Sérgio Cabral, a atriz Beatriz Segall no papel de Odete Roitman; abaixo manchete do UOL
Sérgio Cabral, a atriz Beatriz Segall no papel de Odete Roitman; abaixo manchete do UOL

Nem mesmo oito meses atrás das grades fizeram Cabral ser mais humilde. Pode estar abatido e deprimido, perdendo peso, mas mantém a mesma essência arrogante e se considerando melhor que os outros. Na cadeia compra todo o tipo de privilégios, como tem mostrado a imprensa. Dentro do presídio vip de Benfica, Cabral tem um companheiro de cela, um ex-PM condenado por tráfico, que trabalha para ele como segurança particular e mordomo. O colega de cela nem poderia estar nesse presídio porque não tem curso superior, mas o ex-governador faz o que quer, manda na direção do presídio.
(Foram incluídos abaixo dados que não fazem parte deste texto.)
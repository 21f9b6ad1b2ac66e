//! Plaintext listener behavior.
//!
//! The HTTP listener serves exactly two things: ACME HTTP-01 challenge
//! responses from the shared challenge store, and permanent redirects of
//! everything else to the HTTPS equivalent URL (same path and query,
//! scheme swapped, TLS port substituted, 443 omitted).

use http::header::{HeaderValue, CONTENT_TYPE, HOST, LOCATION};
use http::{Request, Response, StatusCode};

use slipway_certs::ChallengeStore;

use crate::relay::{self, ProxyBody};

/// Path prefix the ACME server validates HTTP-01 challenges under.
pub const ACME_CHALLENGE_PREFIX: &str = "/.well-known/acme-challenge/";

/// Handle one plaintext request.
pub fn handle_plain<B>(
    req: &Request<B>,
    challenges: &ChallengeStore,
    https_port: u16,
) -> Response<ProxyBody> {
    let path = req.uri().path();
    if let Some(token) = path.strip_prefix(ACME_CHALLENGE_PREFIX) {
        return match challenges.key_auth(token) {
            Some(key_auth) => Response::builder()
                .status(StatusCode::OK)
                .header(CONTENT_TYPE, "text/plain")
                .body(relay::full(key_auth))
                .expect("static response"),
            None => Response::builder()
                .status(StatusCode::NOT_FOUND)
                .body(relay::full("unknown challenge token\n"))
                .expect("static response"),
        };
    }

    let host = req
        .headers()
        .get(HOST)
        .and_then(|v| v.to_str().ok())
        .unwrap_or("");
    let path_and_query = req
        .uri()
        .path_and_query()
        .map(|pq| pq.as_str())
        .unwrap_or("/");

    let location = redirect_url(host, path_and_query, https_port);
    let mut response = Response::builder()
        .status(StatusCode::MOVED_PERMANENTLY)
        .body(relay::empty())
        .expect("static response");
    if let Ok(value) = HeaderValue::from_str(&location) {
        response.headers_mut().insert(LOCATION, value);
    }
    response
}

/// The HTTPS URL a plaintext request is redirected to.
pub fn redirect_url(host_header: &str, path_and_query: &str, https_port: u16) -> String {
    // Strip any port from the incoming Host header.
    let host = if let Some(rest) = host_header.strip_prefix('[') {
        rest.split(']').next().unwrap_or(rest)
    } else {
        host_header.split(':').next().unwrap_or(host_header)
    };

    if https_port == 443 {
        format!("https://{host}{path_and_query}")
    } else {
        format!("https://{host}:{https_port}{path_and_query}")
    }
}

#[cfg(test)]
mod tests {
    use super::*;
    use bytes::Bytes;
    use http_body_util::{BodyExt, Full};

    fn plain_request(path: &str, host: &str) -> Request<Full<Bytes>> {
        Request::builder()
            .uri(path)
            .header(HOST, host)
            .body(Full::new(Bytes::new()))
            .unwrap()
    }

    #[test]
    fn redirect_preserves_path_and_query() {
        assert_eq!(
            redirect_url("a.example.com:80", "/some/path?q=1", 443),
            "https://a.example.com/some/path?q=1"
        );
    }

    #[test]
    fn redirect_substitutes_nonstandard_tls_port() {
        assert_eq!(
            redirect_url("a.example.com", "/", 8443),
            "https://a.example.com:8443/"
        );
    }

    #[test]
    fn default_tls_port_is_omitted() {
        assert_eq!(redirect_url("a.example.com", "/", 443), "https://a.example.com/");
    }

    #[tokio::test]
    async fn pending_challenge_is_answered() {
        let challenges = ChallengeStore::new();
        challenges.insert("tok123", "tok123.key-auth");

        let req = plain_request(
            "/.well-known/acme-challenge/tok123",
            "a.example.com",
        );
        let response = handle_plain(&req, &challenges, 443);

        assert_eq!(response.status(), StatusCode::OK);
        let body = response.into_body().collect().await.unwrap().to_bytes();
        assert_eq!(body, Bytes::from_static(b"tok123.key-auth"));
    }

    #[test]
    fn unknown_challenge_token_is_404() {
        let challenges = ChallengeStore::new();
        let req = plain_request("/.well-known/acme-challenge/nope", "a.example.com");
        let response = handle_plain(&req, &challenges, 443);
        assert_eq!(response.status(), StatusCode::NOT_FOUND);
    }

    #[test]
    fn everything_else_redirects_to_https() {
        let challenges = ChallengeStore::new();
        let req = plain_request("/dashboard?tab=2", "a.example.com:80");
        let response = handle_plain(&req, &challenges, 8443);

        assert_eq!(response.status(), StatusCode::MOVED_PERMANENTLY);
        assert_eq!(
            response.headers().get(LOCATION).unwrap().to_str().unwrap(),
            "https://a.example.com:8443/dashboard?tab=2"
        );
    }
}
Obviamente com a anuência de muita gente, a começar pelo secretário de Administração Penitenciária, coronel Erir Ribeiro, que foi comandante-geral da PM na gestão de Cabral. E debocha do juiz Marcelo Bretas com respostas como: "Que maluquice é essa?", referindo-se às propinas, ou como essa resposta de que não matou Odete Roitman, querendo dizer que é vítima de perseguição, que nunca recebeu propina de ninguém.